Article 7. Settlement of Disputes between an Investor and a Contracting Party

Any investment dispute between a Contracting Party and an investor of the other Contracting Party shall be settled amicably between the two parties concerned.

If such a dispute cannot be settled within six months from the date on which it was raised by either party to the dispute, it shall be submitted at the request of the investor:

a) The competent court of the Contracting Party or party to the dispute;

b) Arbitration to an ad hoc arbitral tribunal established under the Arbitration Rules of the United Nations Commission on United Nations Commission on International Trade Law (UNCITRAL), subject to the right of the Contracting Party which is a party to the dispute may request the investor concerned to use the domestic administrative review procedures specified by the laws and regulations of that Contracting Party before the dispute is submitted to arbitration; or

c) To arbitration by the International Centre for Settlement of Investment Disputes (ICSID), established by the Convention on the Settlement of Investment Disputes between States and Nationals of Other States done at Washington on 18 March 1965, subject to the right of the Contracting Party which is a party to the dispute may request the investor concerned to use the domestic administrative review procedures specified by the laws and regulations of that Contracting Party before the dispute is submitted to ICSID.

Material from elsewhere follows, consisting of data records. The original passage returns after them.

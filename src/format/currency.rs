//! Locale-aware monetary formatter.
//!
//! Symbol choice follows the ISO 4217 code; placement and separators
//! follow the request language. An explicit `precision` pins both the
//! minimum and maximum fraction digits; otherwise the currency's
//! conventional digits apply.

use serde_json::Value;

use super::numeric::format_grouped;
use super::{FormatContext, FormatError};
use crate::locale::language_of;

pub(super) fn format(value: &Value, ctx: &FormatContext<'_>) -> Result<String, FormatError> {
    let Some(payload) = value.as_object() else {
        // A bare scalar carries no currency code.
        return Err(FormatError::MissingCurrency);
    };
    let amount = payload
        .get("value")
        .and_then(Value::as_f64)
        .ok_or_else(|| FormatError::InvalidAmount(value.to_string()))?;
    let code = match payload.get("currency") {
        None | Some(Value::Null) => return Err(FormatError::MissingCurrency),
        Some(Value::String(code)) => validate_code(code)?,
        Some(other) => return Err(FormatError::InvalidCurrency(other.to_string())),
    };
    let precision = payload
        .get("precision")
        .and_then(Value::as_u64)
        .map_or_else(|| default_precision(&code), |digits| digits as usize);

    let number = format_grouped(amount, precision, ctx.locale);
    Ok(place_symbol(&number, &code, ctx.locale))
}

fn validate_code(code: &str) -> Result<String, FormatError> {
    if code.len() == 3 && code.chars().all(|c| c.is_ascii_alphabetic()) {
        Ok(code.to_ascii_uppercase())
    } else {
        Err(FormatError::InvalidCurrency(code.to_owned()))
    }
}

/// Conventional fraction digits per ISO 4217.
fn default_precision(code: &str) -> usize {
    match code {
        "CLP" | "JPY" | "KRW" | "VND" => 0,
        _ => 2,
    }
}

fn symbol(code: &str) -> Option<&'static str> {
    match code {
        "USD" => Some("$"),
        "EUR" => Some("€"),
        "GBP" => Some("£"),
        "CNY" | "JPY" => Some("¥"),
        "KRW" => Some("₩"),
        "INR" => Some("₹"),
        "RUB" => Some("₽"),
        "BRL" => Some("R$"),
        _ => None,
    }
}

/// English and the East Asian locales prefix the symbol; the European
/// locales suffix it with a space. Codes without a symbol always trail.
fn place_symbol(number: &str, code: &str, locale: &str) -> String {
    match symbol(code) {
        Some(mark) => match language_of(locale) {
            "en" | "ja" | "ko" | "zh" => format!("{mark}{number}"),
            _ => format!("{number} {mark}"),
        },
        None => format!("{number} {code}"),
    }
}
//! Single-template resolution.
//!
//! The engine owns the locale pair, the optional timezone, the logger
//! capability, and a shared catalog. Each `Translate` call works on a
//! per-request clone so concurrent requests never observe each other's
//! locale or timezone.

use std::collections::HashMap;
use std::sync::Arc;

use chrono_tz::Tz;
use serde_json::{Map, Value};
use thiserror::Error;

use crate::catalog::Catalog;
use crate::format::{FormatContext, FormatError};
use crate::interpolate::{self, InterpolationOptions, TemplateSource};
use crate::locale::{consulted_locales, normalize_locale_tag};
use crate::logging::{self, Logger};
use crate::node::TranslateRequest;

/// Locale consulted after the request locale misses.
pub const DEFAULT_LOCALE: &str = "en";

/// Faults raised at the engine API boundary.
#[derive(Debug, Error, Clone, PartialEq, Eq)]
pub enum EngineError {
    /// A timezone name was not a known IANA zone.
    #[error("unknown timezone '{0}'")]
    UnknownTimezone(String),
}

/// Construction-time engine settings.
#[derive(Debug, Default)]
pub struct EngineConfig {
    /// Initial request locale; defaults to [`DEFAULT_LOCALE`].
    pub locale: Option<String>,
    /// Seed catalogs keyed by locale tag.
    pub translations: Option<HashMap<String, Value>>,
    /// Marker delimiters for the interpolator.
    pub interpolation: Option<InterpolationOptions>,
}

/// Template resolver bound to a locale, timezone, and catalog.
pub struct Engine {
    locale: String,
    default_locale: String,
    timezone: Option<Tz>,
    interpolation: InterpolationOptions,
    logger: Arc<dyn Logger>,
    catalog: Arc<Catalog>,
}

impl Default for Engine {
    fn default() -> Self {
        Self::init(EngineConfig::default())
    }
}

impl Engine {
    /// Build an engine from configuration.
    #[must_use]
    pub fn init(config: EngineConfig) -> Self {
        let mut engine = Self {
            locale: DEFAULT_LOCALE.to_owned(),
            default_locale: DEFAULT_LOCALE.to_owned(),
            timezone: None,
            interpolation: config.interpolation.unwrap_or_default(),
            logger: logging::default_logger(),
            catalog: Arc::new(Catalog::new()),
        };
        if let Some(locale) = config.locale {
            engine.set_locale(&locale);
        }
        if let Some(translations) = config.translations {
            for (locale, templates) in &translations {
                engine.catalog.add(locale, templates);
            }
        }
        engine
    }

    /// Deep-merge templates for one locale into the shared catalog.
    pub fn add_translations(&self, locale: &str, templates: &Value) -> &Self {
        self.catalog.add(locale, templates);
        self
    }

    /// Replace the logger capability.
    pub fn set_logger(&mut self, logger: Arc<dyn Logger>) {
        self.logger = logger;
    }

    /// Rebind the request locale.
    ///
    /// Raw tags normalize when possible (`en_US.UTF-8` becomes `en-US`);
    /// unparseable tags are kept verbatim and simply miss the catalog.
    pub fn set_locale(&mut self, locale: &str) {
        self.locale = normalize_locale_tag(locale).unwrap_or_else(|| locale.to_owned());
    }

    /// Rebind the engine timezone; `None` clears it.
    ///
    /// # Errors
    ///
    /// Returns [`EngineError::UnknownTimezone`] when the name is not a
    /// known IANA zone.
    pub fn set_timezone(&mut self, zone: Option<&str>) -> Result<(), EngineError> {
        self.timezone = match zone {
            Some(name) => Some(
                name.parse::<Tz>()
                    .map_err(|_| EngineError::UnknownTimezone(name.to_owned()))?,
            ),
            None => None,
        };
        Ok(())
    }

    /// Current request locale.
    #[must_use]
    pub fn locale(&self) -> &str {
        &self.locale
    }

    /// The ordered locale chain consulted by lookups.
    #[must_use]
    pub fn locales(&self) -> Vec<String> {
        consulted_locales(&self.locale, &self.default_locale)
    }

    /// Clone this engine for one request.
    ///
    /// The clone shares the catalog, copies the logger handle, and
    /// rebinds locale and timezone without touching the parent.
    ///
    /// # Errors
    ///
    /// Returns [`EngineError::UnknownTimezone`] for an unknown zone name.
    pub fn clone_for_request(
        &self,
        locale: Option<&str>,
        timezone: Option<&str>,
    ) -> Result<Self, EngineError> {
        let mut clone = Self {
            locale: self.locale.clone(),
            default_locale: self.default_locale.clone(),
            timezone: self.timezone,
            interpolation: self.interpolation.clone(),
            logger: Arc::clone(&self.logger),
            catalog: Arc::clone(&self.catalog),
        };
        if let Some(locale) = locale {
            clone.set_locale(locale);
        }
        if let Some(zone) = timezone {
            clone.set_timezone(Some(zone))?;
        }
        Ok(clone)
    }

    /// Resolve a translation node payload at this engine's position.
    ///
    /// Successful resolutions become strings. A formatter failure logs on
    /// the configured logger and yields the original node augmented with
    /// an `error` member, so one bad placeholder never aborts the walk.
    #[must_use]
    pub fn resolve_node(&self, request: &TranslateRequest, original: &Value) -> Value {
        match self.resolve_request(request) {
            Ok(text) => Value::String(text),
            Err(err) => {
                self.logger
                    .error(&format!("translating '{}' failed: {err}", request.key));
                failure_marker(original, &err)
            }
        }
    }

    /// Resolve a template to text.
    ///
    /// Lookup walks the consulted locale chain with plural selection;
    /// a miss falls back to the inline `fallback` template, and finally
    /// to the key itself, verbatim.
    ///
    /// # Errors
    ///
    /// Propagates formatter failures from interpolation.
    pub fn resolve_request(&self, request: &TranslateRequest) -> Result<String, FormatError> {
        let mut placeholders = request.placeholders.clone();
        if let Some(quantity) = request.quantity {
            placeholders.insert("count".to_owned(), Value::from(quantity));
        }

        let template = self
            .locales()
            .iter()
            .find_map(|locale| {
                self.catalog
                    .lookup_with_plural(locale, &request.key, request.quantity)
            })
            .or_else(|| request.fallback.clone());
        let Some(template) = template else {
            return Ok(request.key.clone());
        };

        let ctx = FormatContext {
            locale: &self.locale,
            timezone: self.timezone,
        };
        interpolate::render_template(&template, &placeholders, &self.interpolation, &ctx, self)
    }
}

impl TemplateSource for Engine {
    fn template_for(&self, key: &str) -> Option<String> {
        self.locales()
            .iter()
            .find_map(|locale| self.catalog.lookup(locale, key))
    }
}

fn failure_marker(original: &Value, err: &FormatError) -> Value {
    let mut marker = original.as_object().cloned().unwrap_or_default();
    let mut detail = Map::new();
    detail.insert("message".to_owned(), Value::String(err.to_string()));
    marker.insert("error".to_owned(), Value::Object(detail));
    Value::Object(marker)
}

Once the investor has submitted the dispute to the competent court of the Contracting Party concerned, to arbitration to an ad hoc arbitral tribunal established in accordance with the rules of the UNCITRAL or to arbitration by the ICSID.

The choice of one of the procedures shall be final.

The arbitral award shall be final and binding on both parties to the dispute. the Contracting Parties undertake to implement it.

Article 8. Guarantees and Subrogation

1. If the legislation of either contracting party provides a guarantee for investments abroad, it may be granted within the framework of a case-by-case review, to investments made by investors of that Party in the territory or maritime zones of the other party.

2. Investments made by investors of one Contracting Party in the territory or maritime zones of the other contracting party cannot obtain the security referred to in the preceding paragraph only if they ont. previously obtained accreditation of that other party.

3. If one of the Contracting Parties, by virtue of a guarantee granted to an investment made in the territory or maritime zones of the other contracting party, makes payment to one of its investors it is thereby entered into the rights and claims of the investor.

4. Such payments shall not affect the rights of the holder of the security to resort to the dispute settlement procedures set out in article 7 or to carry out the measures introduced before they until the completion of the procedures.

Article 9. Specific Commitments

Investments which have been the subject of a particular undertaking of either Contracting Party to the investors of the other Contracting Party shall be governed, without prejudice to the provisions of this Agreement, the terms of that commitment to the extent that it is more favourable than those of this Agreement. the provisions of article 7 of this Agreement shall apply even where the waiver specific commitment to international arbitration or designating a Court of Arbitration other than that referred to in article 7 of this Agreement.

Article 10. Settlement of Disputes between Contracting Parties

1. Disputes concerning the interpretation or application of this Agreement shall be settled as far as possible through diplomatic channels.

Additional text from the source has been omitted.